Filter the entries below, keeping only lines with the word "main".
┌──
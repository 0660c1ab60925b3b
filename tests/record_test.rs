//! Tree literal conversion in both directions.

use rstest::rstest;
use serde_json::{json, Value};

use nodetree::util::testing;
use nodetree::{NodeArena, TreeError, TreeRecord};

type JsonArena = NodeArena<String, Value>;

fn leaf(name: &str, data: Value) -> TreeRecord<String, Value> {
    TreeRecord::new(name.to_string(), Some(data))
}

// ============================================================
// to_record
// ============================================================

#[rstest]
fn given_root_with_child_when_converting_then_mirrors_structure() {
    testing::init_test_setup();
    let mut arena: NodeArena<String, String> = NodeArena::new();
    let root = arena.create_node("Root".into(), Some("Root Data".into()));
    arena
        .create_child(root, "Child".into(), Some("Child Data".into()))
        .unwrap();

    let record = arena.to_record(root).unwrap();

    assert_eq!(
        record,
        TreeRecord::new("Root".to_string(), Some("Root Data".to_string())).with_children([
            TreeRecord::new("Child".to_string(), Some("Child Data".to_string()))
        ])
    );
}

#[rstest]
fn given_subtree_when_converting_then_only_covers_subtree() {
    let mut arena = JsonArena::new();
    let root = arena.create_node("root".into(), None);
    let dir = arena.create_child(root, "dir".into(), None).unwrap();
    arena.create_child(dir, "file".into(), Some(json!(1))).unwrap();
    arena.create_child(root, "other".into(), None).unwrap();

    let record = arena.to_record(dir).unwrap();

    assert_eq!(record.name, "dir");
    assert_eq!(record.size(), 2);
    assert_eq!(record.children[0].data, Some(json!(1)));
}

#[rstest]
fn given_record_when_serialized_then_omits_absent_data() {
    let record: TreeRecord<String, Value> =
        TreeRecord::new("Root".to_string(), None).with_children([leaf("Child", json!("x"))]);

    let text = serde_json::to_value(&record).unwrap();

    assert_eq!(
        text,
        json!({
            "name": "Root",
            "children": [ { "name": "Child", "data": "x", "children": [] } ]
        })
    );
}

#[rstest]
fn given_stale_id_when_converting_then_reports_unknown_node() {
    let mut arena = JsonArena::new();
    let id = arena.create_node("gone".into(), None);
    arena.discard(id).unwrap();

    assert!(matches!(arena.to_record(id), Err(TreeError::UnknownNode(_))));
}

// ============================================================
// from_record
// ============================================================

#[rstest]
fn given_literal_when_building_then_children_keep_array_order() {
    let record = TreeRecord::new("root".to_string(), None).with_children([
        leaf("b", json!(2)),
        leaf("a", json!(1)),
        leaf("c", json!(3)),
    ]);
    let mut arena = JsonArena::new();

    let root = arena.from_record(record);

    let names: Vec<&String> = arena
        .children(root)
        .filter_map(|id| arena.name(id))
        .collect();
    assert_eq!(names, ["b", "a", "c"]);
    assert!(arena.get(root).unwrap().is_root());
    assert_eq!(arena.data(arena.child(root, "a").unwrap()), Some(&json!(1)));
}

#[rstest]
fn given_duplicate_sibling_names_when_building_then_last_one_wins() {
    let record = TreeRecord::new("root".to_string(), None)
        .with_children([leaf("x", json!("first")), leaf("x", json!("second"))]);
    let mut arena = JsonArena::new();

    let root = arena.from_record(record);

    assert_eq!(arena.children(root).count(), 1);
    assert_eq!(
        arena.data(arena.child(root, "x").unwrap()),
        Some(&json!("second"))
    );
}

#[rstest]
fn given_json_without_data_or_children_when_parsing_then_uses_defaults() {
    let record: TreeRecord<String, Value> =
        serde_json::from_str(r#"{ "name": "Root", "children": [ { "name": "Child" } ] }"#).unwrap();

    assert_eq!(record.data, None);
    assert_eq!(record.children.len(), 1);
    assert!(record.children[0].children.is_empty());
    assert_eq!(record.size(), 2);
}

#[rstest]
fn given_deep_mixed_tree_when_round_tripping_then_record_is_unchanged() {
    let original: TreeRecord<String, Value> = serde_json::from_value(json!({
        "name": "root",
        "data": { "kind": "dir" },
        "children": [
            {
                "name": "src",
                "children": [
                    { "name": "main.rs", "data": 42, "children": [] },
                    { "name": "lib.rs", "data": [1, 2, 3], "children": [] }
                ]
            },
            { "name": "README", "data": "hello", "children": [] },
            { "name": "empty", "data": null, "children": [] }
        ]
    }))
    .unwrap();
    let mut arena = JsonArena::new();

    let root = arena.from_record(original.clone());
    let rebuilt = arena.to_record(root).unwrap();

    assert_eq!(rebuilt, original);
    assert_eq!(arena.len(), original.size());
    let main = arena.get_node_by_path(root, ["src", "main.rs"]).unwrap();
    assert_eq!(arena.path(main).unwrap(), ["root", "src", "main.rs"]);
}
└──
→ **Response**:
                    { "name": "main.rs", "data": 42, "children": [] },
    let main = arena.get_node_by_path(root, ["src", "main.rs"]).unwrap();
    assert_eq!(arena.path(main).unwrap(), ["root", "src", "main.rs"]);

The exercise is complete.